Using the material below, tally each line with the string "required" and report only the total.

──────

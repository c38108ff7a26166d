//! Shared fixtures for the engine integration tests: a scripted
//! in-process [`ResponseGateway`] plus questionnaire and session
//! builders wired the way the runner wires production sessions.

// Each test binary compiles its own copy of this module and uses a
// different subset of the helpers.
#![allow(dead_code)]

use std::collections::BTreeMap;
use std::sync::atomic::{AtomicBool, Ordering};
use std::sync::{Arc, Mutex};

use async_trait::async_trait;
use tokio::sync::broadcast;

use fieldwork_core::question::{AnswerValue, Question, QuestionKind};
use fieldwork_core::questionnaire::{
    Questionnaire, QuestionnaireKind, QuestionnaireSettings, Section,
};
use fieldwork_core::{AnswerMap, LaunchParams};
use fieldwork_events::{EventBus, SessionEvent};
use fieldwork_platform::types::{
    EncryptedLinkValidation, GeneratedLinkValidation, LinkStagedRequest, PollAnswerOutcome,
    PollAnswerRequest, RegisterOutcome, RegisterRequest, RegistrationData, SaveOutcome,
    SaveProgressRequest, SavedProgress, StageRequest, SubmissionReceipt, SubmitOutcome,
    SubmitRequest, TokenParticipant, TokenValidation, VideoProgress, VideoProgressQuery,
    VideoProgressRequest,
};
use fieldwork_platform::{PlatformApiError, ResponseGateway};
use fieldwork_session::{EngineConfig, EngineError, SessionEngine};
use fieldwork_store::{MemoryStore, ScopedStore};

/// Questionnaire id used by every fixture.
pub const QUESTIONNAIRE_ID: &str = "act-7";

// ---------------------------------------------------------------------------
// Scripted gateway
// ---------------------------------------------------------------------------

/// In-process stand-in for the collaborator backend.
///
/// Scripted responses live in `Mutex<Option<_>>` fields: outcome enums
/// are consumed with `take()` (script the next call, later calls fall
/// back to a benign default), plain data is cloned out. The `fail_*`
/// switches make an endpoint answer with a 500 instead. Every request
/// the engine sends is recorded for assertions.
#[derive(Default)]
pub struct StubGateway {
    pub questionnaire: Mutex<Option<Questionnaire>>,
    pub token_validation: Mutex<Option<TokenValidation>>,
    pub generated_link: Mutex<Option<GeneratedLinkValidation>>,
    pub encrypted_link: Mutex<Option<EncryptedLinkValidation>>,
    pub register_outcome: Mutex<Option<RegisterOutcome>>,
    pub saved_progress: Mutex<Option<SavedProgress>>,
    pub submit_outcome: Mutex<Option<SubmitOutcome>>,
    pub poll_outcome: Mutex<Option<PollAnswerOutcome>>,
    pub linked_answers: Mutex<Option<AnswerMap>>,
    pub video_progress: Mutex<Option<VideoProgress>>,

    pub fail_token_validation: AtomicBool,
    pub fail_register: AtomicBool,
    pub fail_save: AtomicBool,
    /// Autosaves answer 409 instead of saving.
    pub conflict_save: AtomicBool,
    pub fail_submit: AtomicBool,
    pub fail_poll: AtomicBool,
    pub fail_stage: AtomicBool,
    pub fail_link: AtomicBool,

    pub register_requests: Mutex<Vec<RegisterRequest>>,
    pub save_requests: Mutex<Vec<SaveProgressRequest>>,
    pub submit_requests: Mutex<Vec<SubmitRequest>>,
    pub poll_requests: Mutex<Vec<PollAnswerRequest>>,
    pub stage_requests: Mutex<Vec<StageRequest>>,
    pub link_requests: Mutex<Vec<LinkStagedRequest>>,
    pub used_tokens: Mutex<Vec<String>>,
    /// (token, participant_id, response_id) triples from `mark_link_used`.
    pub used_links: Mutex<Vec<(String, String, String)>>,
    pub video_reports: Mutex<Vec<VideoProgressRequest>>,
}

/// The error every `fail_*` switch produces.
pub fn backend_error() -> PlatformApiError {
    PlatformApiError::Api {
        status: 500,
        body: "stub backend failure".to_string(),
    }
}

#[async_trait]
impl ResponseGateway for StubGateway {
    async fn validate_access_token(
        &self,
        _token: &str,
    ) -> Result<TokenValidation, PlatformApiError> {
        if self.fail_token_validation.load(Ordering::SeqCst) {
            return Err(backend_error());
        }
        Ok(self
            .token_validation
            .lock()
            .unwrap()
            .clone()
            .unwrap_or(TokenValidation {
                valid: false,
                already_completed: false,
                participant: None,
            }))
    }

    async fn validate_generated_link(
        &self,
        _token: &str,
    ) -> Result<GeneratedLinkValidation, PlatformApiError> {
        Ok(self
            .generated_link
            .lock()
            .unwrap()
            .clone()
            .unwrap_or(GeneratedLinkValidation {
                valid: false,
                data: None,
                message: None,
            }))
    }

    async fn validate_encrypted_link(
        &self,
        _token: &str,
    ) -> Result<EncryptedLinkValidation, PlatformApiError> {
        Ok(self
            .encrypted_link
            .lock()
            .unwrap()
            .clone()
            .unwrap_or(EncryptedLinkValidation { link_type: None }))
    }

    async fn fetch_questionnaire(
        &self,
        _questionnaire_id: &str,
    ) -> Result<Questionnaire, PlatformApiError> {
        self.questionnaire
            .lock()
            .unwrap()
            .clone()
            .ok_or_else(|| PlatformApiError::Api {
                status: 404,
                body: "no questionnaire scripted".to_string(),
            })
    }

    async fn register_participant(
        &self,
        _questionnaire_id: &str,
        request: &RegisterRequest,
    ) -> Result<RegisterOutcome, PlatformApiError> {
        self.register_requests.lock().unwrap().push(request.clone());
        if self.fail_register.load(Ordering::SeqCst) {
            return Err(backend_error());
        }
        Ok(self
            .register_outcome
            .lock()
            .unwrap()
            .take()
            .unwrap_or_else(|| RegisterOutcome::Registered(registered("p-stub"))))
    }

    async fn save_progress(
        &self,
        _questionnaire_id: &str,
        request: &SaveProgressRequest,
    ) -> Result<SaveOutcome, PlatformApiError> {
        self.save_requests.lock().unwrap().push(request.clone());
        if self.fail_save.load(Ordering::SeqCst) {
            return Err(backend_error());
        }
        if self.conflict_save.load(Ordering::SeqCst) {
            return Ok(SaveOutcome::AlreadySubmitted);
        }
        Ok(SaveOutcome::Saved)
    }

    async fn load_progress(
        &self,
        _questionnaire_id: &str,
        _participant_id: &str,
    ) -> Result<Option<SavedProgress>, PlatformApiError> {
        Ok(self.saved_progress.lock().unwrap().clone())
    }

    async fn submit_response(
        &self,
        _questionnaire_id: &str,
        request: &SubmitRequest,
    ) -> Result<SubmitOutcome, PlatformApiError> {
        self.submit_requests.lock().unwrap().push(request.clone());
        if self.fail_submit.load(Ordering::SeqCst) {
            return Err(backend_error());
        }
        Ok(self
            .submit_outcome
            .lock()
            .unwrap()
            .take()
            .unwrap_or_else(|| SubmitOutcome::Submitted(receipt(1))))
    }

    async fn submit_poll_answer(
        &self,
        _questionnaire_id: &str,
        request: &PollAnswerRequest,
    ) -> Result<PollAnswerOutcome, PlatformApiError> {
        self.poll_requests.lock().unwrap().push(request.clone());
        if self.fail_poll.load(Ordering::SeqCst) {
            return Err(backend_error());
        }
        Ok(self
            .poll_outcome
            .lock()
            .unwrap()
            .take()
            .unwrap_or(PollAnswerOutcome::AlreadyAnswered))
    }

    async fn stage_submission(
        &self,
        _questionnaire_id: &str,
        request: &StageRequest,
    ) -> Result<String, PlatformApiError> {
        self.stage_requests.lock().unwrap().push(request.clone());
        if self.fail_stage.load(Ordering::SeqCst) {
            return Err(backend_error());
        }
        Ok(request.session_token.clone())
    }

    async fn link_staged_submission(
        &self,
        _questionnaire_id: &str,
        request: &LinkStagedRequest,
    ) -> Result<AnswerMap, PlatformApiError> {
        self.link_requests.lock().unwrap().push(request.clone());
        if self.fail_link.load(Ordering::SeqCst) {
            return Err(backend_error());
        }
        Ok(self.linked_answers.lock().unwrap().clone().unwrap_or_default())
    }

    async fn mark_token_used(&self, token: &str) -> Result<(), PlatformApiError> {
        self.used_tokens.lock().unwrap().push(token.to_string());
        Ok(())
    }

    async fn mark_link_used(
        &self,
        token: &str,
        participant_id: &str,
        response_id: &str,
    ) -> Result<(), PlatformApiError> {
        self.used_links.lock().unwrap().push((
            token.to_string(),
            participant_id.to_string(),
            response_id.to_string(),
        ));
        Ok(())
    }

    async fn record_video_progress(
        &self,
        request: &VideoProgressRequest,
    ) -> Result<(), PlatformApiError> {
        self.video_reports.lock().unwrap().push(request.clone());
        Ok(())
    }

    async fn fetch_video_progress(
        &self,
        _query: &VideoProgressQuery,
    ) -> Result<Option<VideoProgress>, PlatformApiError> {
        Ok(self.video_progress.lock().unwrap().clone())
    }
}

// ---------------------------------------------------------------------------
// Harness
// ---------------------------------------------------------------------------

/// One test session's wiring: stub gateway, in-memory store, event bus.
pub struct Harness {
    pub gateway: Arc<StubGateway>,
    pub store: Arc<MemoryStore>,
    pub bus: Arc<EventBus>,
}

impl Harness {
    /// Harness with `questionnaire` scripted as the fetch response.
    pub fn new(questionnaire: Questionnaire) -> Self {
        let gateway = Arc::new(StubGateway::default());
        *gateway.questionnaire.lock().unwrap() = Some(questionnaire);
        Self {
            gateway,
            store: Arc::new(MemoryStore::new()),
            bus: Arc::new(EventBus::default()),
        }
    }

    /// Launch an engine with the default config, panicking on failure.
    pub async fn launch(&self, params: &LaunchParams) -> SessionEngine {
        self.try_launch(params)
            .await
            .expect("launch should succeed")
    }

    pub async fn try_launch(&self, params: &LaunchParams) -> Result<SessionEngine, EngineError> {
        self.launch_with(&EngineConfig::default(), params).await
    }

    /// Launch with an explicit config (poll fallback switches etc.).
    pub async fn launch_with(
        &self,
        config: &EngineConfig,
        params: &LaunchParams,
    ) -> Result<SessionEngine, EngineError> {
        SessionEngine::launch(
            Arc::clone(&self.gateway) as Arc<dyn ResponseGateway>,
            Arc::clone(&self.store) as Arc<dyn ScopedStore>,
            Arc::clone(&self.bus),
            config,
            QUESTIONNAIRE_ID,
            params,
        )
        .await
    }
}

/// Give spawned fire-and-forget tasks (autosaves, token burns) a chance
/// to run to completion on the current-thread test runtime.
pub async fn settle() {
    for _ in 0..8 {
        tokio::task::yield_now().await;
    }
}

/// Pull everything currently buffered on an event subscription.
pub fn drain_events(rx: &mut broadcast::Receiver<SessionEvent>) -> Vec<SessionEvent> {
    let mut events = Vec::new();
    while let Ok(event) = rx.try_recv() {
        events.push(event);
    }
    events
}

// ---------------------------------------------------------------------------
// Questionnaire fixtures
// ---------------------------------------------------------------------------

pub fn questionnaire(kind: QuestionnaireKind, questions: Vec<Question>) -> Questionnaire {
    Questionnaire {
        id: QUESTIONNAIRE_ID.to_string(),
        title: "Fixture".to_string(),
        kind,
        sections: vec![section("s1", questions)],
        settings: QuestionnaireSettings::default(),
    }
}

pub fn section(id: &str, questions: Vec<Question>) -> Section {
    Section {
        id: id.to_string(),
        title: format!("Section {id}"),
        questions,
    }
}

pub fn text_question(id: &str, required: Option<bool>) -> Question {
    Question {
        id: id.to_string(),
        title: format!("Question {id}"),
        kind: QuestionKind::ShortText,
        required,
        comment_enabled: false,
        rules: None,
        order: 0,
    }
}

pub fn choice_question(id: &str, options: &[&str], correct: &[usize]) -> Question {
    Question {
        id: id.to_string(),
        title: format!("Question {id}"),
        kind: QuestionKind::SingleChoice {
            options: options.iter().map(|s| s.to_string()).collect(),
            correct: correct.to_vec(),
            other_option: false,
        },
        required: None,
        comment_enabled: false,
        rules: None,
        order: 0,
    }
}

pub fn rating_question(id: &str, max: u8) -> Question {
    Question {
        id: id.to_string(),
        title: format!("Question {id}"),
        kind: QuestionKind::Rating { max },
        required: None,
        comment_enabled: false,
        rules: None,
        order: 0,
    }
}

/// Two required short-text questions in one section.
pub fn survey() -> Questionnaire {
    questionnaire(
        QuestionnaireKind::Survey,
        vec![text_question("q1", Some(true)), text_question("q2", Some(true))],
    )
}

/// Two scored single-choice questions; pass at 50%, two attempts.
/// Correct answers are `c1 = "Green"` and `c2 = "Yes"`.
pub fn assessment() -> Questionnaire {
    let mut q = questionnaire(
        QuestionnaireKind::Assessment,
        vec![
            choice_question("c1", &["Red", "Green", "Blue"], &[1]),
            choice_question("c2", &["Yes", "No"], &[0]),
        ],
    );
    q.settings.pass_percentage = Some(50.0);
    q.settings.max_attempts = Some(2);
    q
}

/// One choice question, no correct set.
pub fn poll() -> Questionnaire {
    questionnaire(
        QuestionnaireKind::Poll,
        vec![choice_question("p1", &["Cats", "Dogs", "Ferrets"], &[])],
    )
}

pub fn text(value: &str) -> AnswerValue {
    AnswerValue::Text(value.to_string())
}

// ---------------------------------------------------------------------------
// Launch parameter and wire-payload fixtures
// ---------------------------------------------------------------------------

pub fn anonymous_params() -> LaunchParams {
    LaunchParams::from_query("mode=anonymous")
}

pub fn token_params(token: &str) -> LaunchParams {
    LaunchParams::from_query(&format!("token={token}"))
}

/// A valid participant token with name and email prefilled (the
/// auto-advance case).
pub fn full_participant_token(id: &str) -> TokenValidation {
    TokenValidation {
        valid: true,
        already_completed: false,
        participant: Some(TokenParticipant {
            id: Some(id.to_string()),
            name: Some("Ada Lovelace".to_string()),
            email: Some("ada@example.com".to_string()),
            phone: None,
            language: None,
            additional_data: BTreeMap::new(),
        }),
    }
}

pub fn registered(id: &str) -> RegistrationData {
    RegistrationData {
        participant_id: id.to_string(),
        has_submitted: false,
        attempt_count: 0,
        can_retake: false,
        retakes_remaining: None,
        time_limit_minutes: None,
        existing_response: None,
    }
}

pub fn receipt(attempt_number: u32) -> SubmissionReceipt {
    SubmissionReceipt {
        response_id: Some(format!("resp-{attempt_number}")),
        attempt_number,
        score: None,
        assessment_result: None,
        correct_answers_count: None,
        total_questions: None,
        retakes_remaining: None,
        can_retake: false,
    }
}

──────

## Completed task:
5